- _Exercise goal_: Using the records below, repeat exactly the lines from the one holding "let (dimension, value)" through the one holding "a chain name.", both ends included, and no others.

____________

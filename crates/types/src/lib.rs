//! Skychart Types
//!
//! Shared models and traits for the skychart registry mirror.
//! This crate contains the registry documents, the typed parser, the remote
//! source contract and the query error types.

pub mod assets;
pub mod chains;
pub mod parse;
pub mod paths;
pub mod query;
pub mod source;

// Re-export chrono and serde_json for convenience
pub use chrono;
pub use serde_json;

pub use assets::{Asset, AssetList, DenomUnit, LogoUris};
pub use chains::{Apis, Chain, Endpoint, Peer, Peers};
pub use parse::{
	parse_asset_list, parse_chain, parse_commit_count, parse_listing, parse_path, DocumentKind,
	ParseError, ParseResult,
};
pub use paths::{
	canonical_path_name, split_path_name, Channel, ChannelEnd, ChannelTags, Path, PathChain,
	TagDimension,
};
pub use query::{EndpointKind, EndpointList, QueryError, QueryResult, Resource};
pub use source::{DirectoryEntry, EntryKind, RegistrySource, SourceError, SourceResult};
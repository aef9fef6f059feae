//! Documents gathered by one synchronization pass

use std::collections::HashMap;

use skychart_types::{AssetList, Chain, Path};

/// Everything fetched during a pass, before indexing
///
/// Chains and asset lists are keyed by the registry directory they were
/// fetched from; paths are keyed by canonical path name.
#[derive(Debug, Clone, Default, PartialEq)]
pub struct RegistryDocuments {
	/// Discovered chain names, in discovery order
	pub chain_names: Vec<String>,
	/// Discovered canonical path names, in discovery order
	pub path_names: Vec<String>,
	pub chains: HashMap<String, Chain>,
	pub asset_lists: HashMap<String, AssetList>,
	pub paths: HashMap<String, Path>,
}

impl RegistryDocuments {
	pub fn new() -> Self {
		Self::default()
	}

	/// Record a discovered chain and whichever of its documents exist
	pub fn insert_chain(
		&mut self,
		chain_name: impl Into<String>,
		chain: Option<Chain>,
		asset_list: Option<AssetList>,
	) {
		let chain_name = chain_name.into();
		if let Some(chain) = chain {
			self.chains.insert(chain_name.clone(), chain);
		}
		if let Some(asset_list) = asset_list {
			self.asset_lists.insert(chain_name.clone(), asset_list);
		}
		self.chain_names.push(chain_name);
	}

	/// Record a discovered path and its document, if it exists
	pub fn insert_path(&mut self, canonical_name: impl Into<String>, path: Option<Path>) {
		let canonical_name = canonical_name.into();
		if let Some(path) = path {
			self.paths.insert(canonical_name.clone(), path);
		}
		self.path_names.push(canonical_name);
	}
}
//! Path handlers

use axum::{
	extract::{rejection::QueryRejection, Path as UrlPath, Query, State},
	response::Json,
};
use serde::Deserialize;
use skychart_types::{split_path_name, Path, QueryError, TagDimension};
use tracing::debug;

use crate::handlers::common::{bad_request, query_error, ApiError};
use crate::state::AppState;

/// Query string of `/v1/paths/filter`; exactly one tag must be given
#[derive(Debug, Default, Deserialize)]
#[serde(deny_unknown_fields)]
pub struct PathFilter {
	pub dex: Option<String>,
	pub preferred: Option<String>,
	pub properties: Option<String>,
	pub status: Option<String>,
}

impl PathFilter {
	/// The single tag dimension and value this filter selects
	pub fn selection(self) -> Result<(TagDimension, String), QueryError> {
		let mut selected: Vec<(TagDimension, String)> = [
			(TagDimension::Dex, self.dex),
			(TagDimension::Preferred, self.preferred),
			(TagDimension::Properties, self.properties),
			(TagDimension::Status, self.status),
		]
		.into_iter()
		.filter_map(|(dimension, value)| value.map(|value| (dimension, value)))
		.collect();

		match selected.len() {
			1 => Ok(selected.remove(0)),
			0 => Err(QueryError::bad_request(
				"expected one of dex, preferred, properties or status",
			)),
			_ => Err(QueryError::bad_request("only one tag filter may be given")),
		}
	}
}

/// GET /v1/paths - Every path
pub async fn list_paths(State(state): State<AppState>) -> Json<Vec<Path>> {
	Json(state.query_service.list_paths())
}

/// GET /v1/paths/names - Canonical path names
pub async fn list_path_names(State(state): State<AppState>) -> Json<Vec<String>> {
	Json(state.query_service.list_path_names())
}

/// GET /v1/paths/filter?{tag}={value} - Paths with a channel carrying a tag value
pub async fn filter_paths(
	State(state): State<AppState>,
	filter: Result<Query<PathFilter>, QueryRejection>,
) -> Result<Json<Vec<Path>>, ApiError> {
	let Query(filter) = filter.map_err(|e| bad_request(e.body_text()))?;
	let (dimension, value) = filter.selection().map_err(query_error)?;
	debug!("Filtering paths by {}={}", dimension, value);
	Ok(Json(state.query_service.get_paths_by_tag(dimension, &value)))
}

/// GET /v1/path/{chain1}-{chain2} - Path between two chains, in either order
pub async fn get_path(
	State(state): State<AppState>,
	UrlPath(name): UrlPath<String>,
) -> Result<Json<Path>, ApiError> {
	let (chain_1, chain_2) = split_path_name(&name)
		.ok_or_else(|| bad_request(format!("path '{}' is not 'chain1-chain2'", name)))?;
	state
		.query_service
		.get_path(chain_1, chain_2)
		.map(Json)
		.map_err(query_error)
}
//! Lookup indexes derived from a pass's documents
//!
//! # Invariants
//!
//! * `chain_by_id` maps every indexed chain identifier to a chain name.
//! * `chain_by_asset` only holds display names from the asset lists of the
//!   same pass; on a collision the last list processed wins.
//! * Every name in a tag bucket is a key of `path_by_name`.

use std::collections::HashMap;

use skychart_types::{Path, TagDimension};
use tracing::warn;

use crate::documents::RegistryDocuments;

/// Composite key of the tag index
pub type TagKey = (TagDimension, String);

/// A display name claimed by more than one asset list
#[derive(Debug, Clone, PartialEq, Eq)]
pub struct AssetCollision {
	pub display: String,
	pub previous_chain: String,
	pub chain: String,
}

/// The four derived lookup structures
#[derive(Debug, Clone, Default)]
pub struct RegistryIndex {
	chain_by_id: HashMap<String, String>,
	chain_by_asset: HashMap<String, String>,
	path_by_name: HashMap<String, Path>,
	paths_by_tag: HashMap<TagKey, Vec<String>>,
	collisions: Vec<AssetCollision>,
}

impl RegistryIndex {
	/// Derive all indexes from the documents of one pass
	pub fn build(documents: &RegistryDocuments) -> Self {
		let mut index = Self::default();

		// Chain identifiers, in discovery order so the result is deterministic
		for name in &documents.chain_names {
			match documents.chains.get(name) {
				Some(chain) if chain.has_chain_id() => {
					index.chain_by_id.insert(chain.chain_id.clone(), name.clone());
				},
				_ => {},
			}
		}

		// Asset display names, resolving each list's owner by chain identifier
		for list_key in &documents.chain_names {
			let Some(asset_list) = documents.asset_lists.get(list_key) else {
				continue;
			};
			let owner = index
				.chain_by_id
				.get(&asset_list.chain_id)
				.cloned()
				.unwrap_or_else(|| list_key.clone());

			for asset in &asset_list.assets {
				if let Some(previous) = index
					.chain_by_asset
					.insert(asset.display.clone(), owner.clone())
				{
					if previous != owner {
						warn!(
							"Asset display name '{}' claimed by both {} and {}; keeping {}",
							asset.display, previous, owner, owner
						);
						index.collisions.push(AssetCollision {
							display: asset.display.clone(),
							previous_chain: previous,
							chain: owner.clone(),
						});
					}
				}
			}
		}

		// Paths by canonical name, then every qualifying channel's tag values
		for name in &documents.path_names {
			let Some(path) = documents.paths.get(name) else {
				continue;
			};
			for channel in &path.channels {
				for dimension in TagDimension::ALL {
					if let Some(value) = channel.tags.value(dimension) {
						index
							.paths_by_tag
							.entry((dimension, value))
							.or_default()
							.push(name.clone());
					}
				}
			}
			index.path_by_name.insert(name.clone(), path.clone());
		}

		debug_assert!(index.tag_references_resolve());
		index
	}

	/// Resolve a chain identifier to a chain name
	pub fn chain_name_for_id(&self, chain_id: &str) -> Option<&str> {
		self.chain_by_id.get(chain_id).map(String::as_str)
	}

	/// Resolve an asset display name to the chain that owns it
	pub fn chain_name_for_asset(&self, display: &str) -> Option<&str> {
		self.chain_by_asset.get(display).map(String::as_str)
	}

	pub fn path(&self, canonical_name: &str) -> Option<&Path> {
		self.path_by_name.get(canonical_name)
	}

	pub fn paths(&self) -> impl Iterator<Item = &Path> {
		self.path_by_name.values()
	}

	/// Paths with a channel carrying `value` for `dimension`
	///
	/// A path appears once per qualifying channel.
	pub fn paths_with_tag(&self, dimension: TagDimension, value: &str) -> Vec<&Path> {
		self.paths_by_tag
			.get(&(dimension, value.to_string()))
			.map(|names| names.iter().filter_map(|name| self.path(name)).collect())
			.unwrap_or_default()
	}

	/// Canonical path names referenced by a tag bucket
	pub fn tag_bucket(&self, dimension: TagDimension, value: &str) -> &[String] {
		self.paths_by_tag
			.get(&(dimension, value.to_string()))
			.map(Vec::as_slice)
			.unwrap_or_default()
	}

	pub fn asset_names(&self) -> impl Iterator<Item = &str> {
		self.chain_by_asset.keys().map(String::as_str)
	}

	pub fn collisions(&self) -> &[AssetCollision] {
		&self.collisions
	}

	pub fn indexed_chain_ids(&self) -> usize {
		self.chain_by_id.len()
	}

	pub fn indexed_assets(&self) -> usize {
		self.chain_by_asset.len()
	}

	pub fn indexed_paths(&self) -> usize {
		self.path_by_name.len()
	}

	pub fn tag_buckets(&self) -> usize {
		self.paths_by_tag.len()
	}

	/// Whether every tag bucket entry names an indexed path
	pub fn tag_references_resolve(&self) -> bool {
		self.paths_by_tag
			.values()
			.flatten()
			.all(|name| self.path_by_name.contains_key(name))
	}
}

#[cfg(test)]
mod tests {
	use super::*;
	use skychart_types::{canonical_path_name, Asset, AssetList, Chain, Channel, ChannelTags, PathChain};

	fn path_between(a: &str, b: &str, tags: Vec<ChannelTags>) -> Path {
		Path {
			chain_1: PathChain {
				chain_name: a.to_string(),
				..Default::default()
			},
			chain_2: PathChain {
				chain_name: b.to_string(),
				..Default::default()
			},
			channels: tags
				.into_iter()
				.map(|tags| Channel {
					tags,
					..Default::default()
				})
				.collect(),
		}
	}

	fn asset_list(chain_id: &str, displays: &[&str]) -> AssetList {
		AssetList {
			chain_id: chain_id.to_string(),
			assets: displays
				.iter()
				.map(|display| Asset::new(format!("u{}", display), *display, display.to_uppercase()))
				.collect(),
			..Default::default()
		}
	}

	fn documents() -> RegistryDocuments {
		let mut docs = RegistryDocuments::new();
		docs.insert_chain(
			"cosmoshub",
			Some(Chain::new("cosmoshub", "cosmoshub-4")),
			Some(asset_list("cosmoshub-4", &["atom"])),
		);
		docs.insert_chain(
			"osmosis",
			Some(Chain::new("osmosis", "osmosis-1")),
			Some(asset_list("osmosis-1", &["osmo", "ion"])),
		);
		docs.insert_chain("juno", Some(Chain::new("juno", "juno-1")), None);
		docs.insert_path(
			canonical_path_name("osmosis", "cosmoshub"),
			Some(path_between(
				"osmosis",
				"cosmoshub",
				vec![
					ChannelTags {
						status: "live".to_string(),
						preferred: true,
						dex: "osmosis".to_string(),
						properties: String::new(),
					},
					ChannelTags {
						status: "live".to_string(),
						preferred: false,
						dex: String::new(),
						properties: "ics721".to_string(),
					},
				],
			)),
		);
		docs.insert_path(
			canonical_path_name("juno", "osmosis"),
			Some(path_between(
				"juno",
				"osmosis",
				vec![ChannelTags {
					status: "killed".to_string(),
					..Default::default()
				}],
			)),
		);
		docs
	}

	#[test]
	fn test_chain_and_asset_indexes() {
		let index = RegistryIndex::build(&documents());

		assert_eq!(index.chain_name_for_id("osmosis-1"), Some("osmosis"));
		assert_eq!(index.chain_name_for_id("juno-1"), Some("juno"));
		assert_eq!(index.chain_name_for_id("osmosis"), None);
		assert_eq!(index.chain_name_for_asset("ion"), Some("osmosis"));
		assert_eq!(index.chain_name_for_asset("atom"), Some("cosmoshub"));
		assert_eq!(index.indexed_assets(), 3);
		assert!(index.collisions().is_empty());
	}

	#[test]
	fn test_tag_index_partitions_by_dimension() {
		let index = RegistryIndex::build(&documents());

		// Both channels of cosmoshub-osmosis are live, so the path is listed twice
		assert_eq!(
			index.tag_bucket(TagDimension::Status, "live"),
			["cosmoshub-osmosis", "cosmoshub-osmosis"]
		);
		assert_eq!(index.tag_bucket(TagDimension::Status, "killed"), ["juno-osmosis"]);
		assert_eq!(index.tag_bucket(TagDimension::Dex, "osmosis"), ["cosmoshub-osmosis"]);
		assert_eq!(index.tag_bucket(TagDimension::Properties, "ics721"), ["cosmoshub-osmosis"]);

		// preferred is always emitted, empty strings never are
		assert_eq!(index.tag_bucket(TagDimension::Preferred, "true").len(), 1);
		assert_eq!(index.tag_bucket(TagDimension::Preferred, "false").len(), 2);
		assert!(index.tag_bucket(TagDimension::Dex, "").is_empty());
		assert!(index.tag_bucket(TagDimension::Dex, "astroport").is_empty());

		let paths = index.paths_with_tag(TagDimension::Dex, "osmosis");
		assert_eq!(paths.len(), 1);
		assert_eq!(paths[0].canonical_name(), "cosmoshub-osmosis");
	}

	#[test]
	fn test_every_tag_reference_resolves() {
		let index = RegistryIndex::build(&documents());
		assert!(index.tag_references_resolve());
		assert_eq!(index.indexed_paths(), 2);

		for dimension in TagDimension::ALL {
			for value in ["live", "killed", "true", "false", "osmosis", "ics721"] {
				for name in index.tag_bucket(dimension, value) {
					assert!(index.path(name).is_some(), "orphan tag entry {}", name);
				}
			}
		}
	}

	#[test]
	fn test_missing_documents_are_not_indexed() {
		let mut docs = RegistryDocuments::new();
		docs.insert_chain("foo", Some(Chain::new("foo", "foo-1")), None);
		docs.insert_chain("bar", None, None);
		docs.insert_path("bar-foo", None);

		let index = RegistryIndex::build(&docs);
		assert_eq!(index.chain_name_for_id("foo-1"), Some("foo"));
		assert_eq!(index.indexed_chain_ids(), 1);
		assert_eq!(index.indexed_assets(), 0);
		assert_eq!(index.indexed_paths(), 0);
		assert_eq!(index.tag_buckets(), 0);
	}

	#[test]
	fn test_asset_collision_is_last_writer_wins() {
		let mut docs = RegistryDocuments::new();
		docs.insert_chain(
			"cosmoshub",
			Some(Chain::new("cosmoshub", "cosmoshub-4")),
			Some(asset_list("cosmoshub-4", &["atom"])),
		);
		docs.insert_chain(
			"osmosis",
			Some(Chain::new("osmosis", "osmosis-1")),
			Some(asset_list("osmosis-1", &["atom"])),
		);

		let index = RegistryIndex::build(&docs);
		assert_eq!(index.chain_name_for_asset("atom"), Some("osmosis"));
		assert_eq!(
			index.collisions(),
			[AssetCollision {
				display: "atom".to_string(),
				previous_chain: "cosmoshub".to_string(),
				chain: "osmosis".to_string(),
			}]
		);
	}

	#[test]
	fn test_asset_list_with_unknown_chain_id_falls_back_to_directory() {
		let mut docs = RegistryDocuments::new();
		docs.insert_chain("stargaze", None, Some(asset_list("", &["stars"])));

		let index = RegistryIndex::build(&docs);
		assert_eq!(index.chain_name_for_asset("stars"), Some("stargaze"));
	}
}
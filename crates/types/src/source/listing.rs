//! Directory listing entries returned by the remote source

use serde::{Deserialize, Serialize};

/// Kind of a directory listing entry
#[derive(Debug, Clone, Copy, PartialEq, Eq, Serialize, Deserialize)]
#[serde(rename_all = "lowercase")]
pub enum EntryKind {
	File,
	Dir,
	Symlink,
	Submodule,
}

/// One entry of a remote directory listing
#[derive(Debug, Clone, PartialEq, Eq, Serialize, Deserialize)]
pub struct DirectoryEntry {
	pub name: String,
	#[serde(rename = "type")]
	pub kind: EntryKind,
}

impl DirectoryEntry {
	pub fn file(name: impl Into<String>) -> Self {
		Self {
			name: name.into(),
			kind: EntryKind::File,
		}
	}

	pub fn dir(name: impl Into<String>) -> Self {
		Self {
			name: name.into(),
			kind: EntryKind::Dir,
		}
	}

	pub fn is_dir(&self) -> bool {
		self.kind == EntryKind::Dir
	}

	pub fn is_file(&self) -> bool {
		self.kind == EntryKind::File
	}
}
use axum::{routing::get, Router};
use tower::ServiceBuilder;
use tower_http::{
	compression::CompressionLayer,
	cors::CorsLayer,
	request_id::{MakeRequestUuid, PropagateRequestIdLayer, SetRequestIdLayer},
	trace::TraceLayer,
};
use tracing::Level;

use crate::handlers::{
	filter_paths, get_asset, get_chain, get_chain_assets, get_endpoints, get_path, health,
	list_assets, list_chains, list_path_names, list_paths,
};
use crate::security::add_response_headers;
use crate::state::AppState;

pub fn create_router() -> Router<AppState> {
	let cors = CorsLayer::permissive();
	let trace = TraceLayer::new_for_http()
		.make_span_with(|req: &axum::http::Request<_>| {
			let req_id = req
				.headers()
				.get("x-request-id")
				.and_then(|v| v.to_str().ok())
				.unwrap_or("-");
			tracing::info_span!(
				"http_request",
				method = %req.method(),
				uri = %req.uri(),
				req_id
			)
		})
		.on_request(tower_http::trace::DefaultOnRequest::new().level(Level::DEBUG))
		.on_response(
			tower_http::trace::DefaultOnResponse::new()
				.level(Level::INFO)
				.latency_unit(tower_http::LatencyUnit::Millis),
		);
	let req_id = ServiceBuilder::new()
		.layer(SetRequestIdLayer::x_request_id(MakeRequestUuid))
		.layer(PropagateRequestIdLayer::x_request_id());

	let router = Router::new()
		.route("/health", get(health))
		.route("/v1/chains", get(list_chains))
		.route("/v1/chain/{chain}", get(get_chain))
		.route("/v1/chain/{chain}/endpoints/{kind}", get(get_endpoints))
		.route("/v1/chain/{chain}/assets", get(get_chain_assets))
		.route("/v1/assets", get(list_assets))
		.route("/v1/asset/{display}", get(get_asset))
		.route("/v1/paths", get(list_paths))
		.route("/v1/paths/names", get(list_path_names))
		.route("/v1/paths/filter", get(filter_paths))
		.route("/v1/path/{name}", get(get_path))
		.layer(cors)
		.layer(CompressionLayer::new())
		.layer(trace)
		.layer(req_id);

	add_response_headers(router)
}

#[cfg(test)]
mod tests {
	use super::*;
	use axum::{
		body::{to_bytes, Body},
		http::{Request, StatusCode},
	};
	use serde_json::Value;
	use skychart_adapters::MemorySource;
	use skychart_service::{RegistryQueryService, RegistrySynchronizer, SyncOptions};
	use skychart_storage::{MemoryStore, RegistryDocuments, RegistrySnapshot, SnapshotStore};
	use skychart_types::{parse_path, Asset, AssetList, Chain, Endpoint};
	use std::sync::Arc;
	use tower::ServiceExt;

	const PATH_DOCUMENT: &str = r#"{
		"chain-1": {"chain-name": "cosmoshub", "client-id": "07-tendermint-259", "connection-id": "connection-257"},
		"chain-2": {"chain-name": "osmosis", "client-id": "07-tendermint-1", "connection-id": "connection-1"},
		"channels": [{
			"chain-1": {"channel-id": "channel-141", "port-id": "transfer"},
			"chain-2": {"channel-id": "channel-0", "port-id": "transfer"},
			"ordering": "unordered",
			"version": "ics20-1",
			"tags": {"status": "live", "preferred": true, "dex": "osmosis"}
		}]
	}"#;

	fn app() -> Router {
		let store: Arc<dyn SnapshotStore> = Arc::new(MemoryStore::new());

		let mut cosmoshub = Chain::new("cosmoshub", "cosmoshub-4");
		cosmoshub.apis.rpc.push(Endpoint {
			address: "https://rpc.cosmos.network".to_string(),
			provider: "cosmos".to_string(),
		});
		let asset_list = AssetList {
			chain_name: "cosmoshub".to_string(),
			chain_id: "cosmoshub-4".to_string(),
			assets: vec![Asset::new("uatom", "atom", "ATOM")],
		};

		let mut documents = RegistryDocuments::new();
		documents.insert_chain("cosmoshub", Some(cosmoshub), Some(asset_list));
		documents.insert_chain("osmosis", Some(Chain::new("osmosis", "osmosis-1")), None);
		documents.insert_path(
			"cosmoshub-osmosis",
			Some(parse_path(PATH_DOCUMENT.as_bytes()).unwrap()),
		);
		store.publish(RegistrySnapshot::build(documents, chrono::Utc::now()));

		let sync = RegistrySynchronizer::new(
			Arc::new(MemorySource::new()),
			Arc::clone(&store),
			SyncOptions::default(),
		);
		let state = AppState {
			query_service: Arc::new(RegistryQueryService::new(store)),
			sync: Arc::new(sync),
		};
		create_router().with_state(state)
	}

	async fn get_json(uri: &str) -> (StatusCode, Value) {
		let response = app()
			.oneshot(Request::builder().uri(uri).body(Body::empty()).unwrap())
			.await
			.unwrap();
		let status = response.status();
		let body = to_bytes(response.into_body(), usize::MAX).await.unwrap();
		(status, serde_json::from_slice(&body).unwrap())
	}

	#[tokio::test]
	async fn test_health_reports_snapshot() {
		let (status, body) = get_json("/health").await;
		assert_eq!(status, StatusCode::OK);
		assert_eq!(body["status"], "ok");
		assert_eq!(body["sync_phase"], "idle");
		assert_eq!(body["snapshot"]["version"], 1);
		assert_eq!(body["snapshot"]["chains"], 2);
	}

	#[tokio::test]
	async fn test_chain_routes() {
		let (status, body) = get_json("/v1/chains").await;
		assert_eq!(status, StatusCode::OK);
		assert_eq!(body, serde_json::json!(["cosmoshub", "osmosis"]));

		let (status, body) = get_json("/v1/chain/cosmoshub-4").await;
		assert_eq!(status, StatusCode::OK);
		assert_eq!(body["chain_name"], "cosmoshub");

		let (status, body) = get_json("/v1/chain/cosmoshub/endpoints/rpc").await;
		assert_eq!(status, StatusCode::OK);
		assert_eq!(body[0]["address"], "https://rpc.cosmos.network");

		let (status, body) = get_json("/v1/chain/cosmoshub/endpoints/websocket").await;
		assert_eq!(status, StatusCode::BAD_REQUEST);
		assert_eq!(body["error"], "BAD_REQUEST");

		let (status, _) = get_json("/v1/chain/osmosis/assets").await;
		assert_eq!(status, StatusCode::NOT_FOUND);
	}

	#[tokio::test]
	async fn test_asset_routes() {
		let (status, body) = get_json("/v1/assets").await;
		assert_eq!(status, StatusCode::OK);
		assert_eq!(body, serde_json::json!(["atom"]));

		let (status, body) = get_json("/v1/asset/atom").await;
		assert_eq!(status, StatusCode::OK);
		assert_eq!(body["base"], "uatom");
		assert_eq!(body["logo_URIs"]["png"], "");

		let (status, body) = get_json("/v1/asset/uatom").await;
		assert_eq!(status, StatusCode::NOT_FOUND);
		assert_eq!(body["error"], "NOT_FOUND");
		assert!(body["timestamp"].is_i64());
	}

	#[tokio::test]
	async fn test_path_routes() {
		let (status, forward) = get_json("/v1/path/cosmoshub-osmosis").await;
		assert_eq!(status, StatusCode::OK);
		let (_, backward) = get_json("/v1/path/osmosis-cosmoshub").await;
		assert_eq!(forward, backward);
		assert_eq!(forward["chain-1"]["chain-name"], "cosmoshub");

		let (status, _) = get_json("/v1/path/cosmoshub-juno").await;
		assert_eq!(status, StatusCode::NOT_FOUND);
		let (status, _) = get_json("/v1/path/cosmoshub").await;
		assert_eq!(status, StatusCode::BAD_REQUEST);

		let (_, names) = get_json("/v1/paths/names").await;
		assert_eq!(names, serde_json::json!(["cosmoshub-osmosis"]));
	}

	#[tokio::test]
	async fn test_filter_route() {
		let (status, body) = get_json("/v1/paths/filter?dex=osmosis").await;
		assert_eq!(status, StatusCode::OK);
		assert_eq!(body.as_array().map(Vec::len), Some(1));

		let (_, body) = get_json("/v1/paths/filter?preferred=false").await;
		assert_eq!(body, serde_json::json!([]));

		let (_, body) = get_json("/v1/paths/filter?status=").await;
		assert_eq!(body.as_array().map(Vec::len), Some(1));

		let (status, body) = get_json("/v1/paths/filter?chain=osmosis").await;
		assert_eq!(status, StatusCode::BAD_REQUEST);
		assert_eq!(body["error"], "BAD_REQUEST");

		let (status, _) = get_json("/v1/paths/filter").await;
		assert_eq!(status, StatusCode::BAD_REQUEST);
	}
}
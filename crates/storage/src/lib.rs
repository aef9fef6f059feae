//! Skychart Storage
//!
//! Index building and snapshot storage for the skychart registry mirror.
//! Snapshots are immutable and published atomically, so queries never lock
//! and never observe a partially rebuilt index.

pub mod documents;
pub mod index;
pub mod memory_store;
pub mod snapshot;
pub mod traits;

pub use documents::RegistryDocuments;
pub use index::{AssetCollision, RegistryIndex, TagKey};
pub use memory_store::MemoryStore;
pub use snapshot::{RegistrySnapshot, SnapshotStats};
pub use traits::SnapshotStore;
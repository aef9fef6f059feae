//! Test server for integration tests

use std::sync::Arc;

use axum::Router;
use skychart::{AppState, MemorySource, RegistrySource, RegistrySync, Settings, SkychartBuilder};
use tokio::task::JoinHandle;

use super::fixtures::sample_registry;

/// Test server instance backed by an in-memory registry
pub struct TestServer {
	pub base_url: String,
	pub handle: JoinHandle<()>,
	#[allow(dead_code)]
	pub state: AppState,
	#[allow(dead_code)]
	pub source: Arc<MemorySource>,
}

#[allow(dead_code)]
impl TestServer {
	/// Spawn a server over the sample registry after one sync pass
	pub async fn spawn() -> Result<Self, Box<dyn std::error::Error>> {
		let server = Self::spawn_unsynced().await?;
		server.state.sync.sync_once().await?;
		Ok(server)
	}

	/// Spawn a server over the sample registry without syncing
	pub async fn spawn_unsynced() -> Result<Self, Box<dyn std::error::Error>> {
		Self::spawn_with_source(Arc::new(sample_registry()), Settings::default()).await
	}

	pub async fn spawn_with_source(
		source: Arc<MemorySource>,
		settings: Settings,
	) -> Result<Self, Box<dyn std::error::Error>> {
		let (app, state) = SkychartBuilder::new()
			.with_settings(settings)
			.with_source(Arc::clone(&source) as Arc<dyn RegistrySource>)
			.start()?;

		let (base_url, handle) = Self::serve(app).await?;
		Ok(Self {
			base_url,
			handle,
			state,
			source,
		})
	}

	async fn serve(app: Router) -> Result<(String, JoinHandle<()>), Box<dyn std::error::Error>> {
		let listener = tokio::net::TcpListener::bind("127.0.0.1:0").await?;
		let addr = listener.local_addr()?;
		let base_url = format!("http://{}:{}", addr.ip(), addr.port());

		let handle = tokio::spawn(async move {
			let _ = axum::serve(listener, app).await;
		});

		// Give server time to start
		tokio::time::sleep(tokio::time::Duration::from_millis(10)).await;

		Ok((base_url, handle))
	}

	pub fn url(&self, path: &str) -> String {
		format!("{}{}", self.base_url, path)
	}

	pub fn abort(self) {
		self.handle.abort();
	}
}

____________

- _Output of the exercise_:
	let (dimension, value) = filter.selection().map_err(query_error)?;
	debug!("Filtering paths by {}={}", dimension, value);
	Ok(Json(state.query_service.get_paths_by_tag(dimension, &value)))
}

/// GET /v1/path/{chain1}-{chain2} - Path between two chains, in either order
pub async fn get_path(
	State(state): State<AppState>,
	UrlPath(name): UrlPath<String>,
) -> Result<Json<Path>, ApiError> {
	let (chain_1, chain_2) = split_path_name(&name)
		.ok_or_else(|| bad_request(format!("path '{}' is not 'chain1-chain2'", name)))?;
	state
		.query_service
		.get_path(chain_1, chain_2)
		.map(Json)
		.map_err(query_error)
}
//! Lookup indexes derived from a pass's documents
//!
//! # Invariants
//!
//! * `chain_by_id` maps every indexed chain identifier to a chain name.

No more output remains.